--- INPUT DATA Enclosed Below ---
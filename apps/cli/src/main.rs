//! datacat CLI — dataset catalog documentation generator.
//!
//! Renders a registry snapshot of dataset descriptors into a catalog:
//! one overview page plus one document per dataset, grouped by
//! category.

mod commands;

use clap::Parser;
use color_eyre::eyre::Result;

use commands::Cli;

#[tokio::main]
async fn main() -> Result<()> {
    color_eyre::install()?;
    let cli = Cli::parse();
    commands::init_tracing(&cli);
    commands::run(cli).await
}
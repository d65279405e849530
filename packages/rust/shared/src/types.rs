//! Core domain types for datacat catalogs.

use serde::{Deserialize, Serialize};

/// Immutable description of one dataset builder, as returned by the
/// registry.
///
/// A `BuilderRef` is created by the builder lookup and never mutated;
/// its lifetime is one documentation pass. Templates receive it with
/// all fields bound as named values, which is why it is `Serialize`.
#[derive(Debug, Clone, PartialEq, Eq, Serialize, Deserialize)]
pub struct BuilderRef {
    /// Dataset name, unique within a run.
    pub name: String,

    /// Ordered namespace segments the builder is documented under
    /// (e.g., `["image", "classification"]`).
    pub category: Vec<String>,

    /// Free-form dataset description.
    #[serde(default)]
    pub description: String,

    /// Source/homepage URLs; the first one becomes the `sameAs` link
    /// in the structured-metadata block.
    #[serde(default, skip_serializing_if = "Vec::is_empty")]
    pub urls: Vec<String>,

    /// Named configuration variants. Empty when the builder has none.
    #[serde(default, skip_serializing_if = "Vec::is_empty")]
    pub config_keys: Vec<String>,

    /// The config key this ref was resolved against, if it is a
    /// config variant rather than the vanilla builder.
    #[serde(default, skip_serializing_if = "Option::is_none")]
    pub config: Option<String>,
}

impl BuilderRef {
    /// Whether this builder declares named configuration variants.
    pub fn has_configs(&self) -> bool {
        !self.config_keys.is_empty()
    }
}
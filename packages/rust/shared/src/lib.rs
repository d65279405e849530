//! Shared types, error model, and configuration for datacat.
//!
//! This crate is the foundation depended on by all other datacat crates.
//! It provides:
//! - [`DatacatError`] — the unified error type
//! - Domain types ([`BuilderRef`])
//! - Configuration ([`AppConfig`], [`CatalogConfig`], config loading)

pub mod config;
pub mod error;
pub mod types;

// Re-export public API at crate root for ergonomic imports.
pub use config::{
    AppConfig, CatalogConfig, CatalogSection, FailurePolicy, WorkersSection, config_dir,
    config_file_path, init_config, load_config, load_config_from,
};
pub use error::{DatacatError, Result};
pub use types::BuilderRef;
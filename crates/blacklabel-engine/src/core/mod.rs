//! Core engine-facing contracts.
//!
//! Defines the interface between the runtime (platform loop) and the page
//! layer, plus the per-frame context handed to it.

mod app;
mod ctx;

pub use app::{App, AppControl};
pub use ctx::{FrameCtx, WindowCtx};
pub(crate) use ctx::logical_viewport;
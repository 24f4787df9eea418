//! Time subsystem.
//!
//! One `FrameClock` per render loop; call `tick()` once per presented frame
//! to obtain a `FrameTime`.

mod frame_clock;

pub use frame_clock::{FrameClock, FrameTime};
--- End of Enclosed INPUT DATA ---
§ **ASSIGNMENT**
Retype every line of the listing exactly as it appears.

§ **THE ANSWER**
filename apps/cli/src/main.rs
//! datacat CLI — dataset catalog documentation generator.
//!
//! Renders a registry snapshot of dataset descriptors into a catalog:
//! one overview page plus one document per dataset, grouped by
//! category.

mod commands;

use clap::Parser;
use color_eyre::eyre::Result;

use commands::Cli;

#[tokio::main]
async fn main() -> Result<()> {
    color_eyre::install()?;
    let cli = Cli::parse();
    commands::init_tracing(&cli);
    commands::run(cli).await
}
repository d65279405e849530
filename packages/rust/shared/src/types.rs
//! Core domain types for datacat catalogs.

use serde::{Deserialize, Serialize};

/// Immutable description of one dataset builder, as returned by the
/// registry.
///
/// A `BuilderRef` is created by the builder lookup and never mutated;
/// its lifetime is one documentation pass. Templates receive it with
/// all fields bound as named values, which is why it is `Serialize`.
#[derive(Debug, Clone, PartialEq, Eq, Serialize, Deserialize)]
pub struct BuilderRef {
    /// Dataset name, unique within a run.
    pub name: String,

    /// Ordered namespace segments the builder is documented under
    /// (e.g., `["image", "classification"]`).
    pub category: Vec<String>,

    /// Free-form dataset description.
    #[serde(default)]
    pub description: String,

    /// Source/homepage URLs; the first one becomes the `sameAs` link
    /// in the structured-metadata block.
    #[serde(default, skip_serializing_if = "Vec::is_empty")]
    pub urls: Vec<String>,

    /// Named configuration variants. Empty when the builder has none.
    #[serde(default, skip_serializing_if = "Vec::is_empty")]
    pub config_keys: Vec<String>,

    /// The config key this ref was resolved against, if it is a
    /// config variant rather than the vanilla builder.
    #[serde(default, skip_serializing_if = "Option::is_none")]
    pub config: Option<String>,
}

impl BuilderRef {
    /// Whether this builder declares named configuration variants.
    pub fn has_configs(&self) -> bool {
        !self.config_keys.is_empty()
    }
}
filename packages/rust/shared/src/lib.rs
repository d65279405e849530
//! Shared types, error model, and configuration for datacat.
//!
//! This crate is the foundation depended on by all other datacat crates.
//! It provides:
//! - [`DatacatError`] — the unified error type
//! - Domain types ([`BuilderRef`])
//! - Configuration ([`AppConfig`], [`CatalogConfig`], config loading)

pub mod config;
pub mod error;
pub mod types;

// Re-export public API at crate root for ergonomic imports.
pub use config::{
    AppConfig, CatalogConfig, CatalogSection, FailurePolicy, WorkersSection, config_dir,
    config_file_path, init_config, load_config, load_config_from,
};
pub use error::{DatacatError, Result};
pub use types::BuilderRef;
filename crates/blacklabel-engine/src/core/mod.rs
//! Core engine-facing contracts.
//!
//! Defines the interface between the runtime (platform loop) and the page
//! layer, plus the per-frame context handed to it.

mod app;
mod ctx;

pub use app::{App, AppControl};
pub use ctx::{FrameCtx, WindowCtx};
pub(crate) use ctx::logical_viewport;
repository 24f4787df9eea418
//! Time subsystem.
//!
//! One `FrameClock` per render loop; call `tick()` once per presented frame
//! to obtain a `FrameTime`.

mod frame_clock;

pub use frame_clock::{FrameClock, FrameTime};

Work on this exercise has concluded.